Whether country traditionalists like his sound or not, one thing Aldean is very proud of is his ability to stand out in the country genre. "If every artist sounded the same it would be boring. Radio would be boring," he stresses. "That's what makes music interesting to me, is that every artist kind of brings their own style and their own flavor to what it is that they do."
He's followed this philosophy of "keeping it interesting" with each album, changing things up just enough to keep fans guessing as to what's next. "I think it's important to keep the core of the record familiar to everybody that has kind of come to expect a certain thing from us, but I also think it's cool to go out and kind of travel down different roads every now and then. With every album, you try to do things that maybe you haven't done before."
To that end, he points to a few highlights on Night Train, including a collaboration with fellow notables Luke Bryan and Eric Church, "The Only Way I Know"; as well as "1994"--a song that manages to both pay homage to '90s country star Joe Diffie and impart a bit of hip-hop flavor.

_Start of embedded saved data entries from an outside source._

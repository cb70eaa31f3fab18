//! Relative and scrub seeking
//!
//! All targets are clamped to `[0, duration]`; out-of-range values are
//! truncated, never rejected. Scrubbing is two-phase: previews only move the
//! displayed position (and hold the poller off), the commit repositions the
//! engine once.

use crate::engine::MediaEngineAdapter;
use crate::error::{PlaybackError, Result};
use crate::poller::ProgressPoller;
use crate::session::PlaybackSession;
use crate::types::PlaybackPhase;
use tracing::debug;

#[derive(Debug, Default)]
pub struct SeekController {
    scrubbing: bool,
}

impl SeekController {
    pub fn new() -> Self {
        Self::default()
    }

    /// A preview has been applied and not yet committed
    pub fn is_scrubbing(&self) -> bool {
        self.scrubbing
    }

    /// Move by `delta` seconds from the displayed position
    ///
    /// An open scrub ends here: the result goes to the engine, so sampling
    /// resumes if playing.
    pub(crate) fn seek_relative(
        &mut self,
        delta: f64,
        session: &mut PlaybackSession,
        adapter: &mut MediaEngineAdapter,
        poller: &mut ProgressPoller,
    ) -> Result<f64> {
        ensure_finite(delta)?;
        match session.phase() {
            PlaybackPhase::Playing | PlaybackPhase::Paused => {}
            phase => return Err(PlaybackError::ControlsDisabled { phase }),
        }
        let target = session.clamp(session.position_seconds() + delta);
        adapter.set_position(target);
        session.set_position(target);
        if std::mem::take(&mut self.scrubbing) && session.phase() == PlaybackPhase::Playing {
            poller.start(session.id());
        }
        debug!(session = %session.id(), delta, target, "relative seek");
        Ok(target)
    }

    /// Show `target` while the user drags, without touching the engine
    pub(crate) fn preview(
        &mut self,
        target: f64,
        session: &mut PlaybackSession,
        poller: &mut ProgressPoller,
    ) -> Result<f64> {
        ensure_finite(target)?;
        ensure_scrubbable(session)?;
        poller.stop();
        self.scrubbing = true;
        session.set_position(target);
        Ok(session.position_seconds())
    }

    /// Apply the released position to the engine and resume sampling
    pub(crate) fn commit(
        &mut self,
        target: f64,
        session: &mut PlaybackSession,
        adapter: &mut MediaEngineAdapter,
        poller: &mut ProgressPoller,
    ) -> Result<f64> {
        ensure_finite(target)?;
        ensure_scrubbable(session)?;
        let target = session.clamp(target);
        adapter.set_position(target);
        session.set_position(target);
        self.scrubbing = false;
        if session.phase() == PlaybackPhase::Playing {
            poller.start(session.id());
        }
        debug!(session = %session.id(), target, "seek committed");
        Ok(target)
    }

    /// Rewind to the start, used when resuming a finished episode
    pub(crate) fn rewind(&mut self, session: &mut PlaybackSession, adapter: &mut MediaEngineAdapter) {
        self.scrubbing = false;
        adapter.set_position(0.0);
        session.set_position(0.0);
    }

    /// Drop an uncommitted scrub and show the engine's position again
    pub(crate) fn abandon(
        &mut self,
        session: &mut PlaybackSession,
        adapter: &MediaEngineAdapter,
    ) {
        if std::mem::take(&mut self.scrubbing) {
            session.set_position(adapter.position());
            debug!(session = %session.id(), "scrub abandoned");
        }
    }

    /// Forget an uncommitted scrub; the session is being replaced or failed
    pub(crate) fn cancel(&mut self) {
        self.scrubbing = false;
    }
}

fn ensure_finite(seconds: f64) -> Result<()> {
    if seconds.is_finite() {
        Ok(())
    } else {
        Err(PlaybackError::InvalidSeekTarget(seconds))
    }
}

fn ensure_scrubbable(session: &PlaybackSession) -> Result<()> {
    let phase = session.phase();
    if phase.allows_scrub() {
        Ok(())
    } else {
        Err(PlaybackError::ControlsDisabled { phase })
    }
}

Quite the combo? "Go figure," smiles Aldean, who follows this with a little story about a street festival in his hometown: "Joe Diffie was playing one stage and Kenny Chesney was playing another stage," he relates. "There was about 7,000 people watching Joe Diffie and about 200 watching Kenny Chesney, so that kind of puts it in perspective for how big of an artist he was at the time."
Now that he's easily himself outpaced Diffie--in fact, is now in Chesney's league--Aldean mostly has one hope left for 2012. He's not overly concerned with expectations for Night Train after the success of My Kind of Party ("I'm not really one to kind of put that on myself," he explains), but he does have an aspiration he's longing to grasp. He wants to win the CMA Entertainer of the Year award.
"If I win CMA Entertainer of the Year, I hope I don't have a show the next day, that's all I can say. I hope I don't have anything going on the next day 'cause it's going to be a very long night," he says candidly. "If I never won anything, if I never won another award or have never won one in the past and I could pick one to win, that's the one that I would want."
Does he have a shot? Well, what do you all think? All aboard.